■ **Exercise objective**:
In the data below, which lines hold the word "defaults"? Copy them.

[Collected data]
use std::collections::BTreeMap;
use std::path::PathBuf;
use std::time::Duration;

use serde::{Deserialize, Serialize};

pub mod backend;
pub mod classifier;
pub mod config_file;
pub mod geo;
pub mod ledger;
pub mod pipeline;

// Re-export for convenience
pub use backend::{BackendError, PdfBackend};
pub use classifier::{AuroraClassifier, Classifier, ClassifierError};
pub use config_file::ConfigFile;
pub use geo::GeoLocator;
pub use ledger::{DEFAULT_RECENT_LIMIT, Ledger, LedgerError, LedgerSummary, SqliteLedger, UploadEvent};
pub use pipeline::{DocumentAnalysis, Pipeline, PipelineError, ProcessOutcome};
pub use sdgscan_parsing::{ExtractedAbstract, ExtractionTier, StopHeading};

/// Default endpoint of the Aurora multi-label SDG classifier.
pub const DEFAULT_CLASSIFIER_URL: &str =
    "https://aurora-sdg.labs.vu.nl/classifier/classify/aurora-sdg-multi";

/// Score (in percent) a category must exceed to count as relevant.
pub const DEFAULT_RELEVANCE_THRESHOLD: f64 = 30.0;

/// Relevance scores per SDG label, in percent with two decimals.
///
/// Stored unordered (keyed by label); use [`sorted_desc`](Self::sorted_desc)
/// for display.
#[derive(Debug, Clone, Default, PartialEq, Serialize, Deserialize)]
#[serde(transparent)]
pub struct ClassificationScores(BTreeMap<String, f64>);

impl ClassificationScores {
    pub fn new() -> Self {
        Self::default()
    }

    pub fn insert(&mut self, label: impl Into<String>, score: f64) {
        self.0.insert(label.into(), score);
    }

    pub fn get(&self, label: &str) -> Option<f64> {
        self.0.get(label).copied()
    }

    pub fn len(&self) -> usize {
        self.0.len()
    }

    pub fn is_empty(&self) -> bool {
        self.0.is_empty()
    }

    pub fn iter(&self) -> impl Iterator<Item = (&str, f64)> {
        self.0.iter().map(|(k, v)| (k.as_str(), *v))
    }

    /// Scores from highest to lowest; equal scores are ordered by label.
    pub fn sorted_desc(&self) -> Vec<(&str, f64)> {
        let mut entries: Vec<(&str, f64)> = self.iter().collect();
        entries.sort_by(|a, b| b.1.total_cmp(&a.1).then_with(|| a.0.cmp(b.0)));
        entries
    }

    /// Labels whose score is strictly above `threshold`, highest first.
    pub fn triggered(&self, threshold: f64) -> Vec<String> {
        self.sorted_desc()
            .into_iter()
            .filter(|(_, score)| *score > threshold)
            .map(|(label, _)| label.to_string())
            .collect()
    }
}

impl FromIterator<(String, f64)> for ClassificationScores {
    fn from_iter<I: IntoIterator<Item = (String, f64)>>(iter: I) -> Self {
        Self(iter.into_iter().collect())
    }
}

/// Convert a 0..1 classifier probability to a percentage rounded to two decimals.
///
/// Rounds the exact binary value of `prediction * 100`, so a product stored
/// just below a `.xx5` tie rounds down.
pub fn probability_to_percent(prediction: f64) -> f64 {
    format!("{:.2}", prediction * 100.0).parse().unwrap_or(0.0)
}

/// Runtime configuration shared by the web server and the CLI.
#[derive(Debug, Clone)]
pub struct Config {
    /// Address the web server binds to.
    pub bind: String,
    /// Directory holding uploaded PDFs while they are processed.
    pub upload_dir: PathBuf,
    pub max_upload_mb: usize,
    /// Take the requester origin from `X-Forwarded-For`. Only enable behind
    /// a proxy that sets the header.
    pub trust_proxy: bool,
    pub classifier_url: String,
    pub classifier_timeout_secs: u64,
    pub relevance_threshold: f64,
    /// SQLite ledger file. `None` keeps the ledger in memory.
    pub ledger_path: Option<PathBuf>,
    pub download_timeout_secs: u64,
    /// Rewrite `http://` webhook file URLs to `https://` before downloading.
    pub force_https_downloads: bool,
    /// Read at most this many PDF pages. `0` reads the whole document.
    pub page_limit: usize,
    /// Geolocation endpoint template with an `{ip}` placeholder.
    pub geo_lookup_url: Option<String>,
}

impl Default for Config {
    fn default() -> Self {
        Self {
            bind: "0.0.0.0:5000".to_string(),
            upload_dir: PathBuf::from("uploads"),
            max_upload_mb: 50,
            trust_proxy: false,
            classifier_url: DEFAULT_CLASSIFIER_URL.to_string(),
            classifier_timeout_secs: 30,
            relevance_threshold: DEFAULT_RELEVANCE_THRESHOLD,
            ledger_path: None,
            download_timeout_secs: 60,
            force_https_downloads: true,
            page_limit: 0,
            geo_lookup_url: None,
        }
    }
}

impl Config {
    /// Resolve configuration: env vars > `.sdgscan.toml` > platform config > defaults.
    pub fn load() -> Self {
        Self::from_file(&config_file::load_config()).with_env(|key| std::env::var(key).ok())
    }

    /// Apply the values present in a config file over the defaults.
    pub fn from_file(file: &ConfigFile) -> Self {
        let mut config = Self::default();
        if let Some(server) = &file.server {
            if let Some(bind) = &server.bind {
                config.bind = bind.clone();
            }
            if let Some(dir) = &server.upload_dir {
                config.upload_dir = PathBuf::from(dir);
            }
            if let Some(mb) = server.max_upload_mb {
                config.max_upload_mb = mb;
            }
            if let Some(trust) = server.trust_proxy {
                config.trust_proxy = trust;
            }
        }
        if let Some(classifier) = &file.classifier {
            if let Some(url) = &classifier.url {
                config.classifier_url = url.clone();
            }
            if let Some(secs) = classifier.timeout_secs {
                config.classifier_timeout_secs = secs;
            }
            if let Some(threshold) = classifier.relevance_threshold {
                config.relevance_threshold = threshold;
            }
        }
        if let Some(path) = file.ledger.as_ref().and_then(|l| l.path.as_ref()) {
            config.ledger_path = Some(PathBuf::from(path));
        }
        if let Some(download) = &file.download {
            if let Some(secs) = download.timeout_secs {
                config.download_timeout_secs = secs;
            }
            if let Some(force) = download.force_https {
                config.force_https_downloads = force;
            }
        }
        if let Some(pages) = file.pdf.as_ref().and_then(|p| p.page_limit) {
            config.page_limit = pages;
        }
        if let Some(url) = file.geo.as_ref().and_then(|g| g.lookup_url.as_ref()) {
            config.geo_lookup_url = Some(url.clone());
        }
        config
    }

    /// Override values from environment variables, read through `var`.
    ///
    /// `PORT` rebinds on all interfaces; `SDGSCAN_BIND` takes precedence over it.
    pub fn with_env(mut self, var: impl Fn(&str) -> Option<String>) -> Self {
        if let Some(port) = var("PORT").and_then(|p| p.parse::<u16>().ok()) {
            self.bind = format!("0.0.0.0:{port}");
        }
        if let Some(bind) = var("SDGSCAN_BIND") {
            self.bind = bind;
        }
        if let Some(dir) = var("SDGSCAN_UPLOAD_DIR") {
            self.upload_dir = PathBuf::from(dir);
        }
        if let Some(mb) = var("SDGSCAN_MAX_UPLOAD_MB").and_then(|v| v.parse().ok()) {
            self.max_upload_mb = mb;
        }
        if let Some(trust) = var("SDGSCAN_TRUST_PROXY").and_then(|v| parse_bool(&v)) {
            self.trust_proxy = trust;
        }
        if let Some(url) = var("SDGSCAN_CLASSIFIER_URL") {
            self.classifier_url = url;
        }
        if let Some(secs) = var("SDGSCAN_CLASSIFIER_TIMEOUT").and_then(|v| v.parse().ok()) {
            self.classifier_timeout_secs = secs;
        }
        if let Some(threshold) = var("SDGSCAN_RELEVANCE_THRESHOLD").and_then(|v| v.parse().ok()) {
            self.relevance_threshold = threshold;
        }
        if let Some(path) = var("SDGSCAN_LEDGER_PATH") {
            self.ledger_path = Some(PathBuf::from(path));
        }
        if let Some(secs) = var("SDGSCAN_DOWNLOAD_TIMEOUT").and_then(|v| v.parse().ok()) {
            self.download_timeout_secs = secs;
        }
        if let Some(force) = var("SDGSCAN_FORCE_HTTPS").and_then(|v| parse_bool(&v)) {
            self.force_https_downloads = force;
        }
        if let Some(pages) = var("SDGSCAN_PAGE_LIMIT").and_then(|v| v.parse().ok()) {
            self.page_limit = pages;
        }
        if let Some(url) = var("SDGSCAN_GEO_LOOKUP_URL") {
            self.geo_lookup_url = Some(url);
        }
        self
    }

    pub fn classifier_timeout(&self) -> Duration {
        Duration::from_secs(self.classifier_timeout_secs)
    }

    pub fn download_timeout(&self) -> Duration {
        Duration::from_secs(self.download_timeout_secs)
    }

    /// Upload and download size cap in bytes.
    pub fn max_upload_bytes(&self) -> usize {
        self.max_upload_mb.saturating_mul(1024 * 1024)
    }
}

fn parse_bool(value: &str) -> Option<bool> {
    match value.trim().to_ascii_lowercase().as_str() {
        "1" | "true" | "yes" | "on" => Some(true),
        "0" | "false" | "no" | "off" => Some(false),
        _ => None,
    }
}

■ **Solution below**:
    /// Resolve configuration: env vars > `.sdgscan.toml` > platform config > defaults.
    /// Apply the values present in a config file over the defaults.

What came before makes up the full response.